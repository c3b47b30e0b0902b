//! Decoding of PubMed `efetch` XML.
//!
//! The document is first folded into a JSON tree (attributes as `@name`, text as `$text`,
//! repeated children as arrays), then each `PubmedArticle` is read into a [`RawRecord`] by path.
//! Inline markup such as `<i>` or `<sup>` inside titles and affiliations is merged into the
//! surrounding text.

use quick_xml::{
  events::{BytesStart, Event},
  Reader,
};
use serde_json::{Map, Value};

use super::*;

/// Elements that only style text and are flattened into their parent's text.
const INLINE_TAGS: &[&str] = &["i", "b", "u", "sup", "sub", "em", "strong", "mml:math", "math"];

/// Parses an efetch `PubmedArticleSet` document into raw records, in document order.
///
/// Articles without a `MedlineCitation` are still returned (with no id) so the normalizer can
/// report them; `PubmedBookArticle` entries are ignored.
pub fn parse_articles(xml: &str) -> Result<Vec<RawRecord>> {
  let tree = convert_to_json(xml)?;
  let records: Vec<RawRecord> = as_list(tree.pointer("/PubmedArticleSet/PubmedArticle"))
    .into_iter()
    .map(parse_article)
    .collect();
  trace!("Decoded {} articles from efetch response", records.len());
  Ok(records)
}

/// Folds an XML document into a JSON value.
pub fn convert_to_json(xml: &str) -> Result<Value> {
  let mut reader = Reader::from_str(xml);
  let mut stack: Vec<(String, Map<String, Value>)> = Vec::new();
  let mut current = Map::new();

  loop {
    match reader.read_event()? {
      Event::Start(ref e) => {
        let parent = std::mem::replace(&mut current, attributes(e));
        stack.push((tag_name(e), parent));
      },
      Event::Empty(ref e) => {
        let value = Value::Object(attributes(e));
        attach(&mut current, tag_name(e), value);
      },
      Event::Text(e) => {
        let text = match e.unescape() {
          Ok(text) => text.into_owned(),
          Err(_) => String::from_utf8_lossy(&e).into_owned(),
        };
        append_text(&mut current, &text);
      },
      Event::CData(e) => append_text(&mut current, &String::from_utf8_lossy(&e)),
      Event::End(_) => {
        let Some((tag, mut parent)) = stack.pop() else {
          continue;
        };
        let mut element = std::mem::replace(&mut current, Map::new());
        finish_text(&mut element);
        let value = if element.is_empty() {
          Value::String(String::new())
        } else if element.len() == 1 && element.contains_key("$text") {
          element.remove("$text").unwrap_or_default()
        } else {
          Value::Object(element)
        };

        match value {
          Value::String(text) if INLINE_TAGS.contains(&tag.as_str()) =>
            append_text(&mut parent, &text),
          value => attach(&mut parent, tag, value),
        }
        current = parent;
      },
      Event::Eof => break,
      _ => (),
    }
  }

  Ok(Value::Object(current))
}

/// The qualified element name.
fn tag_name(e: &BytesStart) -> String { String::from_utf8_lossy(e.name().as_ref()).into_owned() }

/// Attributes of an element as `@name` entries.
fn attributes(e: &BytesStart) -> Map<String, Value> {
  let mut map = Map::new();
  for attr in e.attributes().flatten() {
    let key = String::from_utf8_lossy(attr.key.as_ref()).into_owned();
    if let Ok(value) = attr.unescape_value() {
      map.insert(format!("@{key}"), Value::String(value.into_owned()));
    }
  }
  map
}

/// Adds a child value, turning repeated tags into arrays.
fn attach(parent: &mut Map<String, Value>, tag: String, value: Value) {
  match parent.get_mut(&tag) {
    Some(Value::Array(items)) => items.push(value),
    Some(existing) => {
      let first = existing.take();
      *existing = Value::Array(vec![first, value]);
    },
    None => {
      parent.insert(tag, value);
    },
  }
}

/// Appends a raw text fragment to an element's `$text`.
///
/// Whitespace-only fragments are dropped until the element has some real text, so indentation
/// between child elements never becomes content.
fn append_text(element: &mut Map<String, Value>, text: &str) {
  match element.get_mut("$text") {
    Some(Value::String(existing)) => existing.push_str(text),
    _ if text.trim().is_empty() => (),
    _ => {
      element.insert("$text".to_string(), Value::String(text.to_string()));
    },
  }
}

/// Collapses the whitespace of a finished element's `$text`, dropping it when blank.
fn finish_text(element: &mut Map<String, Value>) {
  if let Some(Value::String(text)) = element.get_mut("$text") {
    *text = text.split_whitespace().collect::<Vec<_>>().join(" ");
    if text.is_empty() {
      element.remove("$text");
    }
  }
}

/// A value as a list: arrays as-is, single values as one element, nothing as empty.
fn as_list(value: Option<&Value>) -> Vec<&Value> {
  match value {
    Some(Value::Array(items)) => items.iter().collect(),
    Some(value) => vec![value],
    None => Vec::new(),
  }
}

/// The text of an element, whether or not it carried attributes.
fn text_of(value: Option<&Value>) -> Option<String> {
  let text = match value? {
    Value::String(text) => text.as_str(),
    Value::Object(map) => map.get("$text")?.as_str()?,
    _ => return None,
  };
  let text = text.trim();
  (!text.is_empty()).then(|| text.to_string())
}

/// Reads one `PubmedArticle`.
fn parse_article(article: &Value) -> RawRecord {
  let citation = article.get("MedlineCitation");
  let body = citation.and_then(|c| c.get("Article"));
  let field = |path: &str| body.and_then(|b| b.pointer(path));

  let id = text_of(citation.and_then(|c| c.get("PMID")));
  let pub_date = field("/Journal/JournalIssue/PubDate");

  RawRecord {
    title: text_of(field("/ArticleTitle")),
    pub_date: pub_date.map(partial_date).filter(|date| !date.is_empty()),
    medline_date: text_of(pub_date.and_then(|d| d.get("MedlineDate"))),
    article_date: as_list(field("/ArticleDate")).first().map(|d| partial_date(d)),
    authors: as_list(field("/AuthorList/Author")).into_iter().filter_map(parse_author).collect(),
    id,
  }
}

/// Reads a `Year`/`Month`/`Day` element group.
fn partial_date(date: &Value) -> PartialDate {
  PartialDate {
    year:  text_of(date.get("Year")),
    month: text_of(date.get("Month")),
    day:   text_of(date.get("Day")),
  }
}

/// Reads one `Author`; entries with neither a personal nor a collective name are dropped.
fn parse_author(author: &Value) -> Option<RawAuthor> {
  let last = text_of(author.get("LastName"));
  let fore = text_of(author.get("ForeName"));
  let name = match (fore, last) {
    (Some(fore), Some(last)) => format!("{fore} {last}"),
    (None, Some(last)) => last,
    _ => text_of(author.get("CollectiveName"))?,
  };

  let affiliations: Vec<String> = as_list(author.get("AffiliationInfo"))
    .into_iter()
    .filter_map(|info| text_of(info.get("Affiliation")))
    .collect();

  let email = as_list(author.get("Identifier"))
    .into_iter()
    .find(|identifier| identifier.get("@Source").and_then(Value::as_str) == Some("Email"))
    .and_then(|identifier| text_of(Some(identifier)));

  Some(RawAuthor {
    name,
    affiliation: (!affiliations.is_empty()).then(|| affiliations.join("; ")),
    email,
  })
}

#[cfg(test)]
mod tests {
  use super::*;

  const ARTICLE_SET: &str = r#"<?xml version="1.0" ?>
<!DOCTYPE PubmedArticleSet PUBLIC "-//NLM//DTD PubMedArticle, 1st January 2024//EN" "https://dtd.nlm.nih.gov/ncbi/pubmed/out/pubmed_240101.dtd">
<PubmedArticleSet>
  <PubmedArticle>
    <MedlineCitation Status="MEDLINE" Owner="NLM">
      <PMID Version="1">38000002</PMID>
      <Article PubModel="Print">
        <Journal>
          <JournalIssue CitedMedium="Internet">
            <PubDate><Year>2023</Year><Month>Nov</Month></PubDate>
          </JournalIssue>
        </Journal>
        <ArticleTitle>Targeting <i>KRAS</i> G12C &amp; beyond.</ArticleTitle>
        <AuthorList CompleteYN="Y">
          <Author ValidYN="Y">
            <LastName>Roe</LastName>
            <ForeName>John</ForeName>
            <Initials>J</Initials>
            <Identifier Source="ORCID">0000-0001-2345-6789</Identifier>
            <Identifier Source="Email">john.roe@pfizer.com</Identifier>
            <AffiliationInfo><Affiliation>Pfizer Inc., Groton, CT, USA.</Affiliation></AffiliationInfo>
            <AffiliationInfo><Affiliation>Yale University, New Haven, CT, USA.</Affiliation></AffiliationInfo>
          </Author>
          <Author ValidYN="Y">
            <CollectiveName>KRAS Study Group</CollectiveName>
          </Author>
          <Author ValidYN="Y">
            <Initials>X</Initials>
          </Author>
        </AuthorList>
        <ArticleDate DateType="Electronic"><Year>2023</Year><Month>10</Month><Day>02</Day></ArticleDate>
      </Article>
    </MedlineCitation>
  </PubmedArticle>
  <PubmedArticle>
    <MedlineCitation>
      <PMID Version="1">38000001</PMID>
      <Article>
        <Journal><JournalIssue><PubDate><MedlineDate>2023 Jul-Aug</MedlineDate></PubDate></JournalIssue></Journal>
        <ArticleTitle>Single author paper</ArticleTitle>
        <AuthorList>
          <Author><LastName>Doe</LastName><AffiliationInfo><Affiliation>Harvard University</Affiliation></AffiliationInfo></Author>
        </AuthorList>
      </Article>
    </MedlineCitation>
  </PubmedArticle>
  <PubmedBookArticle><BookDocument><PMID>1</PMID></BookDocument></PubmedBookArticle>
</PubmedArticleSet>"#;

  #[test]
  fn test_parse_articles() {
    let records = parse_articles(ARTICLE_SET).unwrap();
    assert_eq!(records.len(), 2);

    let first = &records[0];
    assert_eq!(first.id.as_deref(), Some("38000002"));
    assert_eq!(first.title.as_deref(), Some("Targeting KRAS G12C & beyond."));
    assert_eq!(
      first.pub_date,
      Some(PartialDate { year: Some("2023".into()), month: Some("Nov".into()), day: None })
    );
    assert_eq!(first.article_date, Some(PartialDate::ymd("2023", "10", "02")));
    assert_eq!(first.authors.len(), 2);
    assert_eq!(first.authors[0].name, "John Roe");
    assert_eq!(
      first.authors[0].affiliation.as_deref(),
      Some("Pfizer Inc., Groton, CT, USA.; Yale University, New Haven, CT, USA.")
    );
    assert_eq!(first.authors[0].email.as_deref(), Some("john.roe@pfizer.com"));
    assert_eq!(first.authors[1], RawAuthor::new("KRAS Study Group"));

    let second = &records[1];
    assert_eq!(second.id.as_deref(), Some("38000001"));
    assert_eq!(second.pub_date, None);
    assert_eq!(second.medline_date.as_deref(), Some("2023 Jul-Aug"));
    assert_eq!(second.authors, vec![RawAuthor::new("Doe").with_affiliation("Harvard University")]);
  }

  #[test]
  fn test_empty_set() {
    assert!(parse_articles("<PubmedArticleSet></PubmedArticleSet>").unwrap().is_empty());
    assert!(parse_articles("<PubmedArticleSet/>").unwrap().is_empty());
  }

  #[test]
  fn test_article_without_citation() {
    let records =
      parse_articles("<PubmedArticleSet><PubmedArticle><PubmedData/></PubmedArticle></PubmedArticleSet>")
        .unwrap();
    assert_eq!(records, vec![RawRecord::default()]);
  }

  #[test]
  fn test_malformed_xml() {
    assert!(parse_articles("<PubmedArticleSet><PubmedArticle></Wrong></PubmedArticleSet>").is_err());
  }

  #[test]
  fn test_repeated_children_become_arrays() {
    let json = convert_to_json("<a x=\"1\"><item>one</item><item>two</item><c/></a>").unwrap();
    assert_eq!(json.pointer("/a/@x"), Some(&Value::String("1".into())));
    assert_eq!(json.pointer("/a/item/1"), Some(&Value::String("two".into())));
    assert_eq!(json.pointer("/a/c"), Some(&Value::Object(Map::new())));
  }

  #[test]
  fn test_markup_in_title_is_flattened() {
    let json = convert_to_json(
      "<ArticleTitle><b>Bold</b> claims about <b>drug X</b> in <i>E. coli</i>.</ArticleTitle>",
    )
    .unwrap();
    assert_eq!(
      json.pointer("/ArticleTitle"),
      Some(&Value::String("Bold claims about drug X in E. coli.".into()))
    );
  }
}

____

## Directions for this task
Starting with the first line of the data above, copy each line exactly until you reach the line with "entries are ignored."; include that line as well.

## Your response
repository c3b47b30e0b0902b
//! Decoding of PubMed `efetch` XML.
//!
//! The document is first folded into a JSON tree (attributes as `@name`, text as `$text`,
//! repeated children as arrays), then each `PubmedArticle` is read into a [`RawRecord`] by path.
//! Inline markup such as `<i>` or `<sup>` inside titles and affiliations is merged into the
//! surrounding text.

use quick_xml::{
  events::{BytesStart, Event},
  Reader,
};
use serde_json::{Map, Value};

use super::*;

/// Elements that only style text and are flattened into their parent's text.
const INLINE_TAGS: &[&str] = &["i", "b", "u", "sup", "sub", "em", "strong", "mml:math", "math"];

/// Parses an efetch `PubmedArticleSet` document into raw records, in document order.
///
/// Articles without a `MedlineCitation` are still returned (with no id) so the normalizer can
/// report them; `PubmedBookArticle` entries are ignored.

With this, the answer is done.